The other details of a poll can matter as well. Sometimes, a poll will be released to the public several days after its last interviews were conducted. News accounts sometimes report on the poll as though it is newer than other surveys, and therefore says something important about the momentum in the race, when an examination of the fine print may reveal that the poll is already outdated. In the context of a general election, where polling results are fairly stable, this may not matter so much. But voter preferences can significantly realign themselves on a daily basis in advance of primaries and caucuses, making the timing of a poll exceptionally important.
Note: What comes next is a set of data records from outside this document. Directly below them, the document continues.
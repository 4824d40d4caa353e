//! Response types for meme search

use serde::{Deserialize, Serialize};

/// One search hit. Only `url` is guaranteed; the other media and credit
/// fields show up depending on where the meme was sourced from.
#[derive(Debug, Clone, Default, PartialEq, Serialize, Deserialize)]
#[serde(default)]
pub struct Meme {
    pub id: Option<i64>,
    pub description: Option<String>,
    pub url: Option<String>,
    #[serde(rename = "type")]
    pub media_type: Option<String>,
    pub image: Option<String>,
    pub picture: Option<String>,
    pub thumbnail: Option<String>,
    pub title: Option<String>,
    pub name: Option<String>,
    pub text: Option<String>,
    pub excerpt: Option<String>,
    pub source: Option<String>,
    pub author: Option<String>,
}

impl Meme {
    /// Best image link: `image`, then `url`, `picture`, `thumbnail`
    pub fn image_url(&self) -> Option<&str> {
        first_present(&[&self.image, &self.url, &self.picture, &self.thumbnail])
    }

    pub fn display_title(&self) -> Option<&str> {
        first_present(&[&self.title, &self.name])
    }

    pub fn display_description(&self) -> Option<&str> {
        first_present(&[&self.description, &self.text, &self.excerpt])
    }

    /// Where the meme came from: `source`, then `author`
    pub fn credit(&self) -> Option<&str> {
        first_present(&[&self.source, &self.author])
    }

    /// Whether the hit points at an image we can show
    pub fn is_image(&self) -> bool {
        let is_image_type = self
            .media_type
            .as_deref()
            .is_none_or(|t| t.starts_with("image/"));
        self.image_url().is_some() && is_image_type
    }
}

fn first_present<'a>(fields: &[&'a Option<String>]) -> Option<&'a str> {
    fields
        .iter()
        .filter_map(|field| field.as_deref())
        .find(|value| !value.is_empty())
}

/// `GET /search-memes` response body
#[derive(Debug, Clone, Default, Serialize, Deserialize)]
#[serde(default)]
pub struct MemeSearchResponse {
    pub memes: Vec<Meme>,
    pub available: Option<i64>,
    pub offset: Option<i64>,
    pub number: Option<i64>,
}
As landline penetration decreases, meanwhile, it is probably increasingly important to monitor which polls include cellphone numbers in their samples and which do not. Most major news organizations, like The New York Times, now include cellphones in their sample as a matter of course, but others are inconsistent about doing so.

Finally, there are cases when even strong pollsters can make an oversight in how they develop their samples — for instance, by failing to include independent voters in a primary or caucus poll of a state where they are welcome to participate.
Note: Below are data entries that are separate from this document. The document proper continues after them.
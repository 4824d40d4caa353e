use axum::extract::State;
use axum::Json;
use serde_json::Value;

use super::data_envelope;
use crate::auth::AuthUser;
use crate::error::AppError;
use crate::state::AppState;

pub async fn get_insight(
    State(state): State<AppState>,
    auth: AuthUser,
) -> Result<Json<Value>, AppError> {
    let insight = state
        .dashboard
        .daily_insight(&auth.user.preferences())
        .await?;
    Ok(data_envelope(insight))
}
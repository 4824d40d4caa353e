//! Rust client for the [CryptoPanic](https://cryptopanic.com/developers/api/) news API
//!
//! Responses are returned as raw JSON; callers normalize the shape they need.
//!
//! # Example
//!
//! ```no_run
//! use cryptopanic_client::CryptoPanicClient;
//!
//! # async fn example() -> Result<(), cryptopanic_client::CryptoPanicError> {
//! let client = CryptoPanicClient::new(Some("token".to_string()));
//! let posts = client.hot_posts("BTC,ETH").await?;
//! println!("{}", posts["results"]);
//! # Ok(())
//! # }
//! ```

mod client;
mod error;

pub use client::CryptoPanicClient;
pub use error::{CryptoPanicError, Result};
Let me acknowledge some hypocrisy here. For instance, I certainly do not mention that a poll has failed to include cellphones every time that I report on its results, nor do I mention every time when a pollster has a dubious track record. Some of this is for practical reasons: if every 400-word blog post were accompanied by 600 words of caveats and qualifications, it would hard to get the main thrust of the analysis across. Also, because our forecast methods rely on averaging different polls together, and because our averaging method puts more weight on surveys that have a better track record and which apply more careful methodological practices, the hope is that a methodological quirk here and there will not have that much impact on the big picture. If you think I am striking the wrong balance, please let me know in the comment section.

Nevertheless, particularly when a poll produces what appears to be an outlying result, as the recent Ipsos poll of South Carolina did, reporters and analysts should treat it with suspicion and consider whether the discrepancies are explained by questionable methodology. Too often these outlier polls receive more attention precisely because their results are surprising or unexpected, but they usually deserve less.

Nate Silver founded and was the editor in chief of FiveThirtyEight.